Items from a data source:

-*-*-

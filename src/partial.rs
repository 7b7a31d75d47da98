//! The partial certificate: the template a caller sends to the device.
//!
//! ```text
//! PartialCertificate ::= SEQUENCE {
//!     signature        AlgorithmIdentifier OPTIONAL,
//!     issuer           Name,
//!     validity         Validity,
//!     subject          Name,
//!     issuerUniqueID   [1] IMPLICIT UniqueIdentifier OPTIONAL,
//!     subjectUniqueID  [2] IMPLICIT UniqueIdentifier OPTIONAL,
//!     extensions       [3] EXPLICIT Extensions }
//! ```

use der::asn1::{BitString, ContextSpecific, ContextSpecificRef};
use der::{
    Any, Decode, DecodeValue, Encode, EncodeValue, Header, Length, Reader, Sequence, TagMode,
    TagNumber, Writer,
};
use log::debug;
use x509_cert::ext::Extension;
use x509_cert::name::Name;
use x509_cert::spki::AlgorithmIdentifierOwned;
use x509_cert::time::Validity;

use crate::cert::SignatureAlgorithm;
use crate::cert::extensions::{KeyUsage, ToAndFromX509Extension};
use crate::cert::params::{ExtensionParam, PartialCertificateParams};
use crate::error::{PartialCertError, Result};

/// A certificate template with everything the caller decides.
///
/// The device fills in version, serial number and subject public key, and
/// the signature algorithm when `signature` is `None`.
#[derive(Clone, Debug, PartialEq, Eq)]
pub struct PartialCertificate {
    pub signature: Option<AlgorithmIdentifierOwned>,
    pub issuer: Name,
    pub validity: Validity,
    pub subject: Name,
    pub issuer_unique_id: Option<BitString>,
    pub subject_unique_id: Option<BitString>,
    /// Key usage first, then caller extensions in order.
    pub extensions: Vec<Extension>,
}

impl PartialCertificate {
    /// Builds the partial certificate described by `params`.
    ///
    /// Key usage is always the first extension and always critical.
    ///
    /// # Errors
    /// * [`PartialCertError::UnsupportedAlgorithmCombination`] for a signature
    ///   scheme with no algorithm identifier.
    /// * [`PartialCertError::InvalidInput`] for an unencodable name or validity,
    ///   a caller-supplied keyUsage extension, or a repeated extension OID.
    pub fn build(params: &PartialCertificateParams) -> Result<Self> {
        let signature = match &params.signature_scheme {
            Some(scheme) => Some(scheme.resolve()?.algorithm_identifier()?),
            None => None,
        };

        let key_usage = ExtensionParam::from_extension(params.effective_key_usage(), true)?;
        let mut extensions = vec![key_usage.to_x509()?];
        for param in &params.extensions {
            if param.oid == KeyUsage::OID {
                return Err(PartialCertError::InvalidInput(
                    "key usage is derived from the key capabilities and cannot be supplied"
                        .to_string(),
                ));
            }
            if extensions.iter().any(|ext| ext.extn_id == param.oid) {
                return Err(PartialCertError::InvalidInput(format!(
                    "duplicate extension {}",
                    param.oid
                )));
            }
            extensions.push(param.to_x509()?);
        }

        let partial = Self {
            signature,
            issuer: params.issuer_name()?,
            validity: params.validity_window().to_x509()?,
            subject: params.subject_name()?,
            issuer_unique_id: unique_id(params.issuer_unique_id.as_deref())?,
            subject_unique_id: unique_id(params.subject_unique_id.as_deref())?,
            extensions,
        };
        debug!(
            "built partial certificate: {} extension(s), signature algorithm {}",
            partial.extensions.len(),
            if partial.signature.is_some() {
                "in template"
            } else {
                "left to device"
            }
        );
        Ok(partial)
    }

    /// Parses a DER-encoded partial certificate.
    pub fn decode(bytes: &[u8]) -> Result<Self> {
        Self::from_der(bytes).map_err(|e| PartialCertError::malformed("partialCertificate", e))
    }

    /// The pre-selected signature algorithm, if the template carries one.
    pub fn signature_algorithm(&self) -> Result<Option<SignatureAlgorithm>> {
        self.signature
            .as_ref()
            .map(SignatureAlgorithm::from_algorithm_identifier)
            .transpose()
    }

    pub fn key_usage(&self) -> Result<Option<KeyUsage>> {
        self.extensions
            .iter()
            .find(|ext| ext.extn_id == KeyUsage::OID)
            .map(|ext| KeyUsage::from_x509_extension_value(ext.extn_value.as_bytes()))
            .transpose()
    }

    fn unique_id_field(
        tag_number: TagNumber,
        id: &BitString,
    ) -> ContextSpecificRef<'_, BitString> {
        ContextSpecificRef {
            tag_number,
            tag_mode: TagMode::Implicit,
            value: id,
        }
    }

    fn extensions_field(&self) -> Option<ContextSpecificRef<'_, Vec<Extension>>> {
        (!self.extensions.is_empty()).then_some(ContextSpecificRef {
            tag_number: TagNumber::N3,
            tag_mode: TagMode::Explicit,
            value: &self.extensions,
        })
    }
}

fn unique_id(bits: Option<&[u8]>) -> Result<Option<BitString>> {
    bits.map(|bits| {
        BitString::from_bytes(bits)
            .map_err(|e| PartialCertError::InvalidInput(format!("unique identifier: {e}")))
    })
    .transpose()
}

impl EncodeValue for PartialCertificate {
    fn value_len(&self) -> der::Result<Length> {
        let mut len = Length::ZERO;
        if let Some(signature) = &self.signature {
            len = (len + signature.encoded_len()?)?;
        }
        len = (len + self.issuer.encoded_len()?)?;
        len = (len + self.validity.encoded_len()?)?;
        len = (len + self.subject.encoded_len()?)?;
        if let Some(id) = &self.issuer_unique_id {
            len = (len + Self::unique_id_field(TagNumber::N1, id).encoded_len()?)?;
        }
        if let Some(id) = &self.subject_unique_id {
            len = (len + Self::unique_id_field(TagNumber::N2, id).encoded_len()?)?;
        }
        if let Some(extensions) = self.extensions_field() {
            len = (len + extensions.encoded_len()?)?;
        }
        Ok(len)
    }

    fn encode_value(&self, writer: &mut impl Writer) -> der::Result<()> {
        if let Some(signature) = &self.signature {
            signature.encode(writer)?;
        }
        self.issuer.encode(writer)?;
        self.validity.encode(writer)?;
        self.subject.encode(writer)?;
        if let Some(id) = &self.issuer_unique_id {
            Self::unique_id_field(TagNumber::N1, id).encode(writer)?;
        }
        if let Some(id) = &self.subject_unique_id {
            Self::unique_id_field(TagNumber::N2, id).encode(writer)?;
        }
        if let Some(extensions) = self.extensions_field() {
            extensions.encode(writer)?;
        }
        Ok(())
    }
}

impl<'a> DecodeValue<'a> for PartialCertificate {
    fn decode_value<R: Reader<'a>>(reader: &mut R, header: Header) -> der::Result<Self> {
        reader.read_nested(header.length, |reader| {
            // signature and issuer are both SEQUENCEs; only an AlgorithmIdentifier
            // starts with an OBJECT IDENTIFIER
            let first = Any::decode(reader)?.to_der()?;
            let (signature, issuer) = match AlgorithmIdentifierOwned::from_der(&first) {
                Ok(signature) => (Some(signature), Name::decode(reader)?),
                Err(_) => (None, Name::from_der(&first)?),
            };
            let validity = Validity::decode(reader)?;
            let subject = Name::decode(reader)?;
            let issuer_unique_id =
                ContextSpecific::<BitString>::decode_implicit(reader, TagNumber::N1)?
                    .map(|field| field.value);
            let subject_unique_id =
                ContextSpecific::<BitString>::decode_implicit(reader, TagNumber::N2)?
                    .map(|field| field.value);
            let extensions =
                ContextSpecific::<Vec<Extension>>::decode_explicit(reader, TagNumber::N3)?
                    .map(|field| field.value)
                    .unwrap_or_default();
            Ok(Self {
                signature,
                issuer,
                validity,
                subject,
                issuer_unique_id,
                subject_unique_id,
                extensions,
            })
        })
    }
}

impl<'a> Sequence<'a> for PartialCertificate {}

-*-*-

- **WORK TO BE COMPLETED**: Output all of the data exactly as given.

- **YOUR SOLUTION**:
filename src/partial.rs
repository 7b7a31d75d47da98
//! The partial certificate: the template a caller sends to the device.
//!
//! ```text
//! PartialCertificate ::= SEQUENCE {
//!     signature        AlgorithmIdentifier OPTIONAL,
//!     issuer           Name,
//!     validity         Validity,
//!     subject          Name,
//!     issuerUniqueID   [1] IMPLICIT UniqueIdentifier OPTIONAL,
//!     subjectUniqueID  [2] IMPLICIT UniqueIdentifier OPTIONAL,
//!     extensions       [3] EXPLICIT Extensions }
//! ```

use der::asn1::{BitString, ContextSpecific, ContextSpecificRef};
use der::{
    Any, Decode, DecodeValue, Encode, EncodeValue, Header, Length, Reader, Sequence, TagMode,
    TagNumber, Writer,
};
use log::debug;
use x509_cert::ext::Extension;
use x509_cert::name::Name;
use x509_cert::spki::AlgorithmIdentifierOwned;
use x509_cert::time::Validity;

use crate::cert::SignatureAlgorithm;
use crate::cert::extensions::{KeyUsage, ToAndFromX509Extension};
use crate::cert::params::{ExtensionParam, PartialCertificateParams};
use crate::error::{PartialCertError, Result};

/// A certificate template with everything the caller decides.
///
/// The device fills in version, serial number and subject public key, and
/// the signature algorithm when `signature` is `None`.
#[derive(Clone, Debug, PartialEq, Eq)]
pub struct PartialCertificate {
    pub signature: Option<AlgorithmIdentifierOwned>,
    pub issuer: Name,
    pub validity: Validity,
    pub subject: Name,
    pub issuer_unique_id: Option<BitString>,
    pub subject_unique_id: Option<BitString>,
    /// Key usage first, then caller extensions in order.
    pub extensions: Vec<Extension>,
}

impl PartialCertificate {
    /// Builds the partial certificate described by `params`.
    ///
    /// Key usage is always the first extension and always critical.
    ///
    /// # Errors
    /// * [`PartialCertError::UnsupportedAlgorithmCombination`] for a signature
    ///   scheme with no algorithm identifier.
    /// * [`PartialCertError::InvalidInput`] for an unencodable name or validity,
    ///   a caller-supplied keyUsage extension, or a repeated extension OID.
    pub fn build(params: &PartialCertificateParams) -> Result<Self> {
        let signature = match &params.signature_scheme {
            Some(scheme) => Some(scheme.resolve()?.algorithm_identifier()?),
            None => None,
        };

        let key_usage = ExtensionParam::from_extension(params.effective_key_usage(), true)?;
        let mut extensions = vec![key_usage.to_x509()?];
        for param in &params.extensions {
            if param.oid == KeyUsage::OID {
                return Err(PartialCertError::InvalidInput(
                    "key usage is derived from the key capabilities and cannot be supplied"
                        .to_string(),
                ));
            }
            if extensions.iter().any(|ext| ext.extn_id == param.oid) {
                return Err(PartialCertError::InvalidInput(format!(
                    "duplicate extension {}",
                    param.oid
                )));
            }
            extensions.push(param.to_x509()?);
        }

        let partial = Self {
            signature,
            issuer: params.issuer_name()?,
            validity: params.validity_window().to_x509()?,
            subject: params.subject_name()?,
            issuer_unique_id: unique_id(params.issuer_unique_id.as_deref())?,
            subject_unique_id: unique_id(params.subject_unique_id.as_deref())?,
            extensions,
        };
        debug!(
            "built partial certificate: {} extension(s), signature algorithm {}",
            partial.extensions.len(),
            if partial.signature.is_some() {
                "in template"
            } else {
                "left to device"
            }
        );
        Ok(partial)
    }

    /// Parses a DER-encoded partial certificate.
    pub fn decode(bytes: &[u8]) -> Result<Self> {
        Self::from_der(bytes).map_err(|e| PartialCertError::malformed("partialCertificate", e))
    }

    /// The pre-selected signature algorithm, if the template carries one.
    pub fn signature_algorithm(&self) -> Result<Option<SignatureAlgorithm>> {
        self.signature
            .as_ref()
            .map(SignatureAlgorithm::from_algorithm_identifier)
            .transpose()
    }

    pub fn key_usage(&self) -> Result<Option<KeyUsage>> {
        self.extensions
            .iter()
            .find(|ext| ext.extn_id == KeyUsage::OID)
            .map(|ext| KeyUsage::from_x509_extension_value(ext.extn_value.as_bytes()))
            .transpose()
    }

    fn unique_id_field(
        tag_number: TagNumber,
        id: &BitString,
    ) -> ContextSpecificRef<'_, BitString> {
        ContextSpecificRef {
            tag_number,
            tag_mode: TagMode::Implicit,
            value: id,
        }
    }

    fn extensions_field(&self) -> Option<ContextSpecificRef<'_, Vec<Extension>>> {
        (!self.extensions.is_empty()).then_some(ContextSpecificRef {
            tag_number: TagNumber::N3,
            tag_mode: TagMode::Explicit,
            value: &self.extensions,
        })
    }
}

fn unique_id(bits: Option<&[u8]>) -> Result<Option<BitString>> {
    bits.map(|bits| {
        BitString::from_bytes(bits)
            .map_err(|e| PartialCertError::InvalidInput(format!("unique identifier: {e}")))
    })
    .transpose()
}

impl EncodeValue for PartialCertificate {
    fn value_len(&self) -> der::Result<Length> {
        let mut len = Length::ZERO;
        if let Some(signature) = &self.signature {
            len = (len + signature.encoded_len()?)?;
        }
        len = (len + self.issuer.encoded_len()?)?;
        len = (len + self.validity.encoded_len()?)?;
        len = (len + self.subject.encoded_len()?)?;
        if let Some(id) = &self.issuer_unique_id {
            len = (len + Self::unique_id_field(TagNumber::N1, id).encoded_len()?)?;
        }
        if let Some(id) = &self.subject_unique_id {
            len = (len + Self::unique_id_field(TagNumber::N2, id).encoded_len()?)?;
        }
        if let Some(extensions) = self.extensions_field() {
            len = (len + extensions.encoded_len()?)?;
        }
        Ok(len)
    }

    fn encode_value(&self, writer: &mut impl Writer) -> der::Result<()> {
        if let Some(signature) = &self.signature {
            signature.encode(writer)?;
        }
        self.issuer.encode(writer)?;
        self.validity.encode(writer)?;
        self.subject.encode(writer)?;
        if let Some(id) = &self.issuer_unique_id {
            Self::unique_id_field(TagNumber::N1, id).encode(writer)?;
        }
        if let Some(id) = &self.subject_unique_id {
            Self::unique_id_field(TagNumber::N2, id).encode(writer)?;
        }
        if let Some(extensions) = self.extensions_field() {
            extensions.encode(writer)?;
        }
        Ok(())
    }
}

impl<'a> DecodeValue<'a> for PartialCertificate {
    fn decode_value<R: Reader<'a>>(reader: &mut R, header: Header) -> der::Result<Self> {
        reader.read_nested(header.length, |reader| {
            // signature and issuer are both SEQUENCEs; only an AlgorithmIdentifier
            // starts with an OBJECT IDENTIFIER
            let first = Any::decode(reader)?.to_der()?;
            let (signature, issuer) = match AlgorithmIdentifierOwned::from_der(&first) {
                Ok(signature) => (Some(signature), Name::decode(reader)?),
                Err(_) => (None, Name::from_der(&first)?),
            };
            let validity = Validity::decode(reader)?;
            let subject = Name::decode(reader)?;
            let issuer_unique_id =
                ContextSpecific::<BitString>::decode_implicit(reader, TagNumber::N1)?
                    .map(|field| field.value);
            let subject_unique_id =
                ContextSpecific::<BitString>::decode_implicit(reader, TagNumber::N2)?
                    .map(|field| field.value);
            let extensions =
                ContextSpecific::<Vec<Extension>>::decode_explicit(reader, TagNumber::N3)?
                    .map(|field| field.value)
                    .unwrap_or_default();
            Ok(Self {
                signature,
                issuer,
                validity,
                subject,
                issuer_unique_id,
                subject_unique_id,
                extensions,
            })
        })
    }
}

impl<'a> Sequence<'a> for PartialCertificate {}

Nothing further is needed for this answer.